Exercise brief
Whenever a line contains the string "bool", copy it out of the entries.
----------
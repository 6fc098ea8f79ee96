//! Reporter - Console output for fixture runs
//!
//! Writes one line per case/variant outcome and a final verdict line:
//! - Human format, optionally colored via termcolor
//! - JSON lines for CI parsing
//!
//! Diagnostic logging goes through `tracing`; this module only carries the
//! results a person or CI job acts on.
//!
//! # Example
//!
//! ```rust,ignore
//! use fixture_gate::harness::{OutputFormat, Reporter};
//!
//! let mut reporter = Reporter::new()
//!     .with_format(OutputFormat::Human)
//!     .with_colors(false);
//! ```

use std::io::{self, Write};

use serde::{Deserialize, Serialize};
use termcolor::{Color, ColorChoice, ColorSpec, StandardStream, WriteColor};

use super::runner::{CaseOutcome, CaseStatus, RunReport, Verdict};

/// Output format for the reporter
#[derive(Debug, Clone, Copy, PartialEq, Eq, Default, Serialize, Deserialize)]
#[serde(rename_all = "lowercase")]
pub enum OutputFormat {
    /// Human-readable lines
    #[default]
    Human,
    /// JSON lines for CI parsing
    Json,
}

/// JSON entry for a single outcome
#[derive(Debug, Serialize)]
struct JsonOutcome<'a> {
    case: &'a str,
    variant: &'a str,
    status: &'a str,
    #[serde(skip_serializing_if = "Option::is_none")]
    detail: Option<&'a str>,
    #[serde(skip_serializing_if = "Option::is_none")]
    duration_ms: Option<f64>,
    #[serde(skip_serializing_if = "Option::is_none")]
    exit_code: Option<i32>,
}

/// JSON entry for the final verdict
#[derive(Debug, Serialize)]
struct JsonSummary<'a> {
    verdict: &'a str,
    #[serde(skip_serializing_if = "Option::is_none")]
    case: Option<&'a str>,
    #[serde(skip_serializing_if = "Option::is_none")]
    variant: Option<&'a str>,
    completed: usize,
    total_ms: f64,
}

/// JSON entry echoing the captured output of a failing fixture
#[derive(Debug, Serialize)]
struct JsonCaptured<'a> {
    case: &'a str,
    variant: &'a str,
    captured: &'a str,
}

/// Output writer that can be colored or plain
enum OutputWriter {
    /// Standard stream with color support
    Colored(StandardStream),
    /// Plain writer (for testing)
    Plain(Box<dyn Write + Send>),
}

impl OutputWriter {
    fn write_colored(&mut self, spec: &ColorSpec, text: &str) -> io::Result<()> {
        match self {
            OutputWriter::Colored(stream) => {
                stream.set_color(spec)?;
                write!(stream, "{}", text)?;
                stream.reset()?;
                Ok(())
            }
            OutputWriter::Plain(writer) => {
                write!(writer, "{}", text)
            }
        }
    }

    fn write_plain(&mut self, text: &str) -> io::Result<()> {
        match self {
            OutputWriter::Colored(stream) => write!(stream, "{}", text),
            OutputWriter::Plain(writer) => write!(writer, "{}", text),
        }
    }

    fn newline(&mut self) -> io::Result<()> {
        match self {
            OutputWriter::Colored(stream) => writeln!(stream),
            OutputWriter::Plain(writer) => writeln!(writer),
        }
    }

    fn flush(&mut self) -> io::Result<()> {
        match self {
            OutputWriter::Colored(stream) => stream.flush(),
            OutputWriter::Plain(writer) => writer.flush(),
        }
    }
}

/// Console reporter for fixture runs
pub struct Reporter {
    /// Output destination
    output: OutputWriter,
    /// Output format (Human or JSON)
    format: OutputFormat,
    /// Whether to use colors
    colors: bool,
}

impl Default for Reporter {
    fn default() -> Self {
        Self::new()
    }
}

impl Reporter {
    /// Create a reporter writing human lines to stdout
    pub fn new() -> Self {
        Self {
            output: OutputWriter::Colored(StandardStream::stdout(ColorChoice::Auto)),
            format: OutputFormat::Human,
            colors: true,
        }
    }

    /// Set the output format
    pub fn with_format(mut self, format: OutputFormat) -> Self {
        self.format = format;
        self
    }

    /// Set whether to use colors
    pub fn with_colors(mut self, colors: bool) -> Self {
        self.colors = colors;
        if colors {
            self.output = OutputWriter::Colored(StandardStream::stdout(ColorChoice::Auto));
        } else {
            self.output = OutputWriter::Colored(StandardStream::stdout(ColorChoice::Never));
        }
        self
    }

    /// Set a custom output destination (disables colors)
    pub fn with_output<W: Write + Send + 'static>(mut self, output: W) -> Self {
        self.output = OutputWriter::Plain(Box::new(output));
        self.colors = false;
        self
    }

    pub fn format(&self) -> OutputFormat {
        self.format
    }

    fn line(&mut self, color: Option<Color>, text: &str) {
        match color {
            Some(color) if self.colors => {
                let mut spec = ColorSpec::new();
                spec.set_fg(Some(color)).set_bold(true);
                let _ = self.output.write_colored(&spec, text);
            }
            _ => {
                let _ = self.output.write_plain(text);
            }
        }
        let _ = self.output.newline();
    }

    fn json<T: Serialize>(&mut self, entry: &T) {
        if let Ok(json) = serde_json::to_string(entry) {
            let _ = self.output.write_plain(&json);
            let _ = self.output.newline();
        }
    }

    /// Report the outcome of one case/variant
    pub fn outcome(&mut self, outcome: &CaseOutcome) {
        match self.format {
            OutputFormat::Human => self.human_outcome(outcome),
            OutputFormat::Json => {
                let entry = JsonOutcome {
                    case: outcome.case.as_str(),
                    variant: outcome.variant.as_str(),
                    status: outcome.status.as_str(),
                    detail: outcome.status.detail(),
                    duration_ms: outcome.duration.map(|d| d.as_secs_f64() * 1000.0),
                    exit_code: outcome.exit_code,
                };
                self.json(&entry);
            }
        }
        let _ = self.output.flush();
    }

    fn human_outcome(&mut self, outcome: &CaseOutcome) {
        let label = outcome.variant.label();
        let case = &outcome.case;
        match &outcome.status {
            CaseStatus::Passed => {
                self.line(Some(Color::Green), &format!("{label} {case} Accepted!"));
            }
            CaseStatus::WrongAnswer { detail } => {
                self.line(Some(Color::Red), &format!("WA on {label} {case}"));
                self.line(None, &format!("  {detail}"));
            }
            CaseStatus::BuildFailed { reason, diagnostics } => {
                self.line(Some(Color::Red), &format!("Build failed on {label} {case}"));
                self.line(None, &format!("  {reason}"));
                if let Some(diagnostics) = diagnostics {
                    for l in diagnostics.lines() {
                        self.line(None, &format!("    {l}"));
                    }
                }
            }
            CaseStatus::LaunchFailed { reason } => {
                self.line(Some(Color::Red), &format!("Launch failed on {label} {case}"));
                self.line(None, &format!("  {reason}"));
            }
        }
    }

    /// Echo the captured output of a failing fixture
    pub fn captured_output(&mut self, outcome: &CaseOutcome, captured: &str) {
        match self.format {
            OutputFormat::Human => {
                self.line(
                    Some(Color::Cyan),
                    &format!("Output of {} {}:", outcome.variant.label(), outcome.case),
                );
                let _ = self.output.write_plain(captured);
                if !captured.is_empty() && !captured.ends_with('\n') {
                    let _ = self.output.newline();
                }
            }
            OutputFormat::Json => {
                let entry = JsonCaptured {
                    case: outcome.case.as_str(),
                    variant: outcome.variant.as_str(),
                    captured,
                };
                self.json(&entry);
            }
        }
        let _ = self.output.flush();
    }

    /// Report the final verdict
    pub fn finish(&mut self, report: &RunReport) {
        match self.format {
            OutputFormat::Human => {
                if report.verdict == Verdict::AllPassed {
                    self.line(Some(Color::Green), "Passed all tests!");
                }
            }
            OutputFormat::Json => {
                let (verdict, case, variant) = match &report.verdict {
                    Verdict::AllPassed => ("all_passed", None, None),
                    Verdict::Failed { case, variant } => {
                        ("failed", Some(case.as_str()), Some(variant.as_str()))
                    }
                };
                let entry = JsonSummary {
                    verdict,
                    case,
                    variant,
                    completed: report.outcomes.len(),
                    total_ms: report.duration.as_secs_f64() * 1000.0,
                };
                self.json(&entry);
            }
        }
        let _ = self.output.flush();
    }
}
//! Error taxonomy for the fixture gate.
//!
//! Build and launch failures are reported as case failures by the runner;
//! the variants here only reach the caller when they abort the run outright.

use std::path::PathBuf;
use std::process::ExitStatus;

use thiserror::Error;

/// Exit code when every case passed.
pub const EXIT_ALL_PASSED: u8 = 0;
/// Exit code when the run halted on a failing case.
pub const EXIT_CASE_FAILED: u8 = 1;
/// Exit code for command-line usage errors (what clap uses).
pub const EXIT_USAGE: u8 = 2;
/// Exit code for configuration errors (missing fixtures, bad config).
pub const EXIT_CONFIGURATION: u8 = 3;
/// Exit code for IO failures inside the harness itself.
pub const EXIT_INTERNAL: u8 = 4;

/// Fatal configuration problems detected before any case runs.
#[derive(Debug, Error)]
pub enum ConfigError {
    /// A fixture directory for a case/variant does not exist
    #[error("fixture directory not found: {}", path.display())]
    MissingFixtureDir { path: PathBuf },

    /// The expected-output file is missing from a fixture directory
    #[error("expected output not found: {}", path.display())]
    MissingExpected { path: PathBuf },

    /// The same case name appears twice in the registry
    #[error("duplicate case '{name}' in registry")]
    DuplicateCase { name: String },

    /// The registry has no cases
    #[error("case registry is empty")]
    EmptyRegistry,

    /// A case name that cannot be used as a directory name
    #[error("invalid case name {name:?}: {reason}")]
    InvalidCaseName { name: String, reason: &'static str },

    /// A configured fixture file name is unusable
    #[error("invalid file name {name:?} for [files].{field}: {reason}")]
    InvalidFileName {
        field: &'static str,
        name: String,
        reason: &'static str,
    },

    /// The config file could not be read
    #[error("failed to read config {}: {source}", path.display())]
    ReadConfig {
        path: PathBuf,
        #[source]
        source: std::io::Error,
    },

    /// The config file is not valid TOML for [`crate::GateConfig`]
    #[error("invalid config {}: {source}", path.display())]
    ParseConfig {
        path: PathBuf,
        #[source]
        source: toml::de::Error,
    },
}

/// The toolchain could not produce an artifact.
#[derive(Debug, Error)]
pub enum BuildError {
    /// The compiler binary could not be started
    #[error("failed to spawn compiler '{compiler}': {source}")]
    Spawn {
        compiler: String,
        #[source]
        source: std::io::Error,
    },

    /// The compiler ran and reported failure
    #[error("compiler exited with {status}")]
    Failed { status: ExitStatus, stderr: String },
}

impl BuildError {
    /// Compiler diagnostics, if any were captured
    pub fn stderr(&self) -> Option<&str> {
        match self {
            BuildError::Failed { stderr, .. } if !stderr.trim().is_empty() => Some(stderr),
            _ => None,
        }
    }
}

/// The built artifact could not be run.
#[derive(Debug, Error)]
pub enum ExecutionError {
    /// The artifact is missing or not executable
    #[error("failed to launch {}: {source}", path.display())]
    Launch {
        path: PathBuf,
        #[source]
        source: std::io::Error,
    },

    /// The captured-output file could not be created
    #[error("failed to create captured output {}: {source}", path.display())]
    Capture {
        path: PathBuf,
        #[source]
        source: std::io::Error,
    },
}

/// Comparison could not be carried out. A mismatch is not an error.
#[derive(Debug, Error)]
pub enum ComparisonError {
    /// Either the captured or expected output is unreadable
    #[error("failed to read {}: {source}", path.display())]
    Read {
        path: PathBuf,
        #[source]
        source: std::io::Error,
    },

    /// The diagnostic log could not be written
    #[error("failed to write comparison log {}: {source}", path.display())]
    WriteLog {
        path: PathBuf,
        #[source]
        source: std::io::Error,
    },
}

/// Generated files could not be removed after a pass.
#[derive(Debug, Error)]
#[error("failed to remove {}: {source}", path.display())]
pub struct CleanupError {
    pub path: PathBuf,
    #[source]
    pub source: std::io::Error,
}

/// Errors that abort a run without a verdict.
#[derive(Debug, Error)]
pub enum GateError {
    #[error(transparent)]
    Config(#[from] ConfigError),

    #[error(transparent)]
    Comparison(#[from] ComparisonError),

    #[error(transparent)]
    Cleanup(#[from] CleanupError),
}

impl GateError {
    /// Process exit code for this error
    pub fn exit_code(&self) -> u8 {
        match self {
            GateError::Config(_) => EXIT_CONFIGURATION,
            GateError::Comparison(_) | GateError::Cleanup(_) => EXIT_INTERNAL,
        }
    }
}

/// Result type for operations that can abort a run
pub type GateResult<T> = Result<T, GateError>;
----------
Answer
    colors: bool,
    pub fn with_colors(mut self, colors: bool) -> Self {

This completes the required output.